PETALING JAYA: Sapura Energy Bhd’s net loss widened to RM2.29 billion in the fourth quarter ended Jan 31 from a net loss of RM172.32 million a year ago, mainly due to a RM2.1 billion impairment registered in its drilling segment.
“The group assesses all aspects of its asset lifecycle periodically based on market changes and views impairment assessments as a healthy industry practice. The impairment recorded, which has no impact on cash, creates a lighter asset base for the group by reducing the total carrying value and depreciation charge of our drilling rigs going forward,” said its president and group CEO Tan Sri Shahril Shamsuddin.
“This enables us to operate at a lower cost base in the future while enhancing our competitiveness for growth and at the same time improve profitability,” he said in a statement.

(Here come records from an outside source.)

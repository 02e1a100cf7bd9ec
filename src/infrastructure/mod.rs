pub mod dom;
pub mod services;

pub use dom::DomSurface;
use std::sync::OnceLock;

use derive_more::Display;

/// Severity of a log line. Display is padded to a fixed width.
#[derive(Debug, Clone, Copy, PartialEq, Eq, PartialOrd, Ord, Display)]
pub enum LogLevel {
    #[display(fmt = "DEBUG")]
    Debug,
    #[display(fmt = " INFO")]
    Info,
    #[display(fmt = " WARN")]
    Warn,
    #[display(fmt = "ERROR")]
    Error,
}

/// Layer and unit that produced a log line
#[derive(Debug, Clone, Display)]
pub enum LogComponent {
    #[display(fmt = "APP:{}", _0)]
    Application(&'static str),
    #[display(fmt = "INF:{}", _0)]
    Infrastructure(&'static str),
    #[display(fmt = "PRE:{}", _0)]
    Presentation(&'static str),
}

#[derive(Debug, Clone)]
pub struct LogEntry {
    pub timestamp: u64,
    pub level: LogLevel,
    pub component: LogComponent,
    pub message: String,
    /// Extra payload, usually JSON
    pub metadata: Option<String>,
}

/// Millisecond clock. Also drives drag throttling.
pub trait TimeProvider: Send + Sync {
    fn current_timestamp(&self) -> u64;
    fn format_timestamp(&self, timestamp: u64) -> String;
}

/// Sink for log entries
pub trait Logger: Send + Sync {
    fn log(&self, entry: LogEntry);
}

static LOGGER: OnceLock<Box<dyn Logger>> = OnceLock::new();
static CLOCK: OnceLock<Box<dyn TimeProvider>> = OnceLock::new();

/// Install the global logger. Later calls are ignored.
pub fn init_logger(logger: Box<dyn Logger>) {
    let _ = LOGGER.set(logger);
}

/// Install the global clock. Later calls are ignored.
pub fn init_time_provider(clock: Box<dyn TimeProvider>) {
    let _ = CLOCK.set(clock);
}

pub fn get_logger() -> &'static dyn Logger {
    LOGGER.get().map(|logger| logger.as_ref()).unwrap_or(&Silent)
}

pub fn get_time_provider() -> &'static dyn TimeProvider {
    CLOCK.get().map(|clock| clock.as_ref()).unwrap_or(&TickClock)
}

/// Stamp and hand a message to the global logger.
pub fn emit(level: LogLevel, component: LogComponent, message: String) {
    emit_entry(level, component, message, None);
}

pub fn emit_with_metadata(level: LogLevel, component: LogComponent, message: String, metadata: String) {
    emit_entry(level, component, message, Some(metadata));
}

fn emit_entry(level: LogLevel, component: LogComponent, message: String, metadata: Option<String>) {
    get_logger().log(LogEntry {
        timestamp: get_time_provider().current_timestamp(),
        level,
        component,
        message,
        metadata,
    });
}

struct Silent;
impl Logger for Silent {
    fn log(&self, _entry: LogEntry) {}
}

/// Clock for hosts without a browser: counts calls.
struct TickClock;
impl TimeProvider for TickClock {
    fn current_timestamp(&self) -> u64 {
        use std::sync::atomic::{AtomicU64, Ordering};
        static TICKS: AtomicU64 = AtomicU64::new(0);
        TICKS.fetch_add(1, Ordering::SeqCst)
    }

    fn format_timestamp(&self, timestamp: u64) -> String {
        format!("#{}", timestamp)
    }
}

/// Debug lines are compiled out of release builds.
#[macro_export]
macro_rules! log_debug {
    ($component:expr, $($arg:tt)*) => {
        #[cfg(debug_assertions)]
        {
            $crate::domain::logging::emit($crate::domain::logging::LogLevel::Debug, $component, format!($($arg)*));
        }
    };
}

#[macro_export]
macro_rules! log_info {
    ($component:expr, $($arg:tt)*) => {
        $crate::domain::logging::emit($crate::domain::logging::LogLevel::Info, $component, format!($($arg)*))
    };
}

#[macro_export]
macro_rules! log_warn {
    ($component:expr, $($arg:tt)*) => {
        $crate::domain::logging::emit($crate::domain::logging::LogLevel::Warn, $component, format!($($arg)*))
    };
}

#[macro_export]
macro_rules! log_error {
    ($component:expr, $($arg:tt)*) => {
        $crate::domain::logging::emit($crate::domain::logging::LogLevel::Error, $component, format!($($arg)*))
    };
}
use serde::Serialize;

use crate::application::config::SpaceConfig;
use crate::domain::{
    drag::{Direction, DragDecision, GeometrySnapshot, calculate_drag},
    errors::SpaceResult,
    events::{SpaceChange, SpaceEvent},
    geometry::{Point, Position, Size},
    logging::{LogComponent, LogLevel, emit_with_metadata},
    space::{Region, SpaceSurface, centered_content, scroll_center},
};
use crate::drag_state::DragState;
use crate::{log_debug, log_info, log_warn};

/// What one processed drag tick did
#[derive(Debug, Clone, PartialEq, Serialize)]
pub struct DragOutcome {
    pub decision: DragDecision,
    pub events: Vec<SpaceEvent>,
}

/// Drives a [`SpaceSurface`]: feeds geometry to the decision engine and
/// applies what it returns. Holds configuration only; tick state lives in
/// [`DragState`] owned by the caller.
pub struct InfiniteSpace<S: SpaceSurface> {
    config: SpaceConfig,
    surface: S,
}

impl<S: SpaceSurface> InfiniteSpace<S> {
    pub fn new(config: SpaceConfig, surface: S) -> SpaceResult<Self> {
        if let Err(e) = config.validate() {
            log_warn!(LogComponent::Application("InfiniteSpace"), "Rejected config: {}", e);
            return Err(e);
        }
        Ok(Self { config, surface })
    }

    pub fn surface(&self) -> &S {
        &self.surface
    }

    /// Center the content inside the bounding container, center the viewport
    /// and return the initial drag state.
    pub fn init(&mut self, now_ms: u64) -> SpaceResult<DragState> {
        self.center_content()?;

        let viewport = self.surface.frame(Region::Wrapper).size;
        let center = scroll_center(self.surface.scroll_size(), viewport);
        self.surface.scroll_to(center)?;

        log_info!(
            LogComponent::Application("InfiniteSpace"),
            "🚀 Initialized, viewport centered at ({:.1}, {:.1})",
            center.left,
            center.top
        );

        Ok(DragState::new(self.config.scale, now_ms))
    }

    fn center_content(&mut self) -> SpaceResult<()> {
        let fake_content_size = match self.config.fake_content_size {
            Some(size) => {
                self.surface.resize(Region::FakeContent, size)?;
                size
            }
            None => self.surface.frame(Region::FakeContent).size,
        };
        let content_size = self
            .config
            .content_size
            .unwrap_or_else(|| self.surface.frame(Region::Content).size);

        self.surface.move_to(Region::Content, centered_content(fake_content_size, content_size))?;
        self.surface.resize(Region::Content, content_size)
    }

    /// Gather the decision engine input for `element` at `position`.
    pub fn snapshot(&self, state: &DragState, element: &S::Element, position: Point) -> GeometrySnapshot {
        let wrapper = self.surface.frame(Region::Wrapper);
        let fake_content = self.surface.frame(Region::FakeContent);
        let content = self.surface.frame(Region::Content);
        let dragged = self.surface.element_frame(element);
        let scroll = self.surface.scroll_offset();

        GeometrySnapshot {
            position,
            last_position: state.last_position,
            scale: state.scale,
            edge_distance: self.config.edge_distance,
            padding: self.config.padding,
            scroll_left: scroll.left,
            scroll_top: scroll.top,
            wrapper_width: wrapper.width(),
            wrapper_height: wrapper.height(),
            content_position: content.position,
            content_width: content.width(),
            content_height: content.height(),
            fake_content_position: fake_content.position,
            fake_content_width: fake_content.width(),
            fake_content_height: fake_content.height(),
            element_position: dragged.position,
            element_width: dragged.width(),
            element_height: dragged.height(),
            element_margin_top: state.element_margin.top,
            element_margin_left: state.element_margin.left,
        }
    }

    /// Process one drag tick, updating `state` in place.
    ///
    /// Ticks inside the throttle window leave `state` untouched and return no
    /// outcome. When a page write fails, `state` still reflects every write
    /// that went through before it, so the next tick does not repeat them.
    pub fn handle_drag(
        &mut self,
        state: &mut DragState,
        element: &S::Element,
        position: Point,
        now_ms: u64,
    ) -> SpaceResult<Option<DragOutcome>> {
        if state.is_throttled(now_ms, self.config.throttle_ms) {
            return Ok(None);
        }

        let snapshot = self.snapshot(state, element, position);
        let decision = calculate_drag(&snapshot);
        state.last_position = position;
        state.last_call_ms = now_ms;

        let edge = self.config.edge_distance;
        let step = self.config.scroll_step;
        let allow_negative = !self.config.disallow_negative_position;
        let mut events = Vec::new();

        let adjusted_top = allow_negative && decision.adjust_top;
        if adjusted_top {
            self.extend_negative(state, element, Direction::Top, &mut events)?;
        }

        let adjusted_left = allow_negative && decision.adjust_left;
        if adjusted_left {
            self.extend_negative(state, element, Direction::Left, &mut events)?;
        }

        if decision.adjust_right {
            let size = self.grow(Direction::Right, edge * 2.0)?;
            log_debug!(LogComponent::Application("Drag"), "adjust {} to {:?}", Direction::Right, size);
            events.push(SpaceEvent::BoundsAdjusted { direction: Direction::Right, size });
        }

        if decision.adjust_bottom {
            let size = self.grow(Direction::Bottom, edge)?;
            log_debug!(LogComponent::Application("Drag"), "adjust {} to {:?}", Direction::Bottom, size);
            events.push(SpaceEvent::BoundsAdjusted { direction: Direction::Bottom, size });
        }

        let from = Position::new(snapshot.scroll_left, snapshot.scroll_top);
        let mut to = from;
        if decision.scroll_to_top {
            to.top += -step + if adjusted_top { edge } else { 0.0 };
        }
        if decision.scroll_to_left {
            to.left += -step + if adjusted_left { edge } else { 0.0 };
        }
        if decision.scroll_to_right {
            to.left += step;
        }
        if decision.scroll_to_bottom {
            to.top += step;
        }
        if to != from {
            self.surface.scroll_to(to)?;
            log_debug!(LogComponent::Application("Drag"), "scroll {:?} -> {:?}", from, to);
            events.push(SpaceEvent::ViewportScrolled { from, to });
        }

        Ok(Some(DragOutcome { decision, events }))
    }

    /// Make room above or left of the content: shift the element margin back
    /// by `edge/scale`, then grow the container and move the content by the
    /// same amount. The margin goes first and is recorded in `state` as soon
    /// as it is written.
    fn extend_negative(
        &mut self,
        state: &mut DragState,
        element: &S::Element,
        direction: Direction,
        events: &mut Vec<SpaceEvent>,
    ) -> SpaceResult<()> {
        let shift = self.config.edge_distance / state.scale;
        let (dx, dy) = match direction {
            Direction::Top => (0.0, shift),
            Direction::Left => (shift, 0.0),
            Direction::Right | Direction::Bottom => return Ok(()),
        };

        let margin = Position::new(state.element_margin.left - dx, state.element_margin.top - dy);
        self.surface.set_element_margin(element, margin)?;
        state.element_margin = margin;

        let size = self.grow(direction, shift)?;
        let content = self.surface.frame(Region::Content).position;
        self.surface.move_to(
            Region::Content,
            Position::new(content.left / state.scale + dx, content.top / state.scale + dy),
        )?;

        log_debug!(LogComponent::Application("Drag"), "adjust {} to {:?}, margin {:?}", direction, size, margin);
        events.push(SpaceEvent::BoundsAdjusted { direction, size });
        events.push(SpaceEvent::MarginCompensated { margin });
        Ok(())
    }

    /// Grow the bounding container by `amount` towards `direction`.
    fn grow(&mut self, direction: Direction, amount: f64) -> SpaceResult<Size> {
        let current = self.surface.frame(Region::FakeContent).size;
        let size = match direction {
            Direction::Top | Direction::Bottom => Size::new(current.width, current.height + amount),
            Direction::Left | Direction::Right => Size::new(current.width + amount, current.height),
        };
        self.surface.resize(Region::FakeContent, size)?;
        Ok(size)
    }

    /// Finish the drag: fold the compensating margins into the element
    /// position, reset them, and report the final geometry.
    pub fn handle_drop(&mut self, state: DragState, element: &S::Element) -> SpaceResult<(DragState, SpaceChange)> {
        let position = self.surface.element_frame(element).position;
        let settled = Position::new(
            position.left + state.element_margin.left,
            position.top + state.element_margin.top,
        );
        self.surface.set_element_position(element, settled)?;
        self.surface.set_element_margin(element, Position::default())?;

        let state = state.reset_margins();
        let change = self.current_change(state.scale);

        emit_with_metadata(
            LogLevel::Info,
            LogComponent::Application("Drop"),
            "✅ Space changed".to_string(),
            serde_json::to_string(&change).unwrap_or_default(),
        );

        Ok((state, change))
    }

    /// Apply a new wrapper scale.
    pub fn update(&self, state: DragState, scale: f64) -> SpaceResult<DragState> {
        let updated = state.with_scale(scale)?;
        log_debug!(LogComponent::Application("InfiniteSpace"), "scale {} -> {}", state.scale, scale);
        Ok(updated)
    }

    pub fn current_change(&self, scale: f64) -> SpaceChange {
        SpaceChange {
            content: self.surface.frame(Region::Content),
            fake_content: self.surface.frame(Region::FakeContent),
            wrapper: self.surface.frame(Region::Wrapper),
            scale,
            scroll: self.surface.scroll_offset(),
        }
    }
}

Sapura Energy’s shares continued to be the most actively traded stock this week, closing 4.5 sen lower to 50 sen with some 214.14 million shares changing hands.
In a filing with Bursa Malaysia today, the group said the net loss was also due to a lower share of profit from associates and joint ventures of RM56.94 million, compared with RM147.48 million a year ago.
At the operating level the group registered a 27.84% lower profit of RM348.9 million, compared with RM483.5 million for the corresponding quarter in 2016 due to lower revenue from the engineering and construction and drilling business segments.
Revenue for the quarter fell 34.40% to RM1.19 billion from RM1.81 billion a year ago.
During the quarter, the engineering and construction segment recorded a wider pre-tax loss of RM84.2 million compared with RM37.7 million a year ago, while revenue fell 42% to RM670.3 million from RM1.16 billion a year ago.
The drilling segment also recorded a wider pre-tax loss of RM2.11 billion after impairments compared with a pre-tax profit of RM3.4 million a year ago, while revenue fell 42% to RM230.4 million from RM397.4 million a year ago.
For the financial year ended Jan 31 (FY18), the group suffered a net loss of RM2.5 billion compared with a net profit of RM208.32 million a year ago, in line with lower revenue, which fell 22.95% to RM5.89 billion from RM7.65 billion a year ago.
Moving forward, the group is optimistic that the gradual recovery in the industry will improve its medium-to-long term prospects and will remain focused on maintaining strong operational performance and replenishing its orderbook.
In line with the gradual recovery, its services segment has seen increased levels of bidding and contracting activities globally.
In the last two months, the group secured RM2.7 billion of new orders in the services segment, which would contribute to revenues for FY19.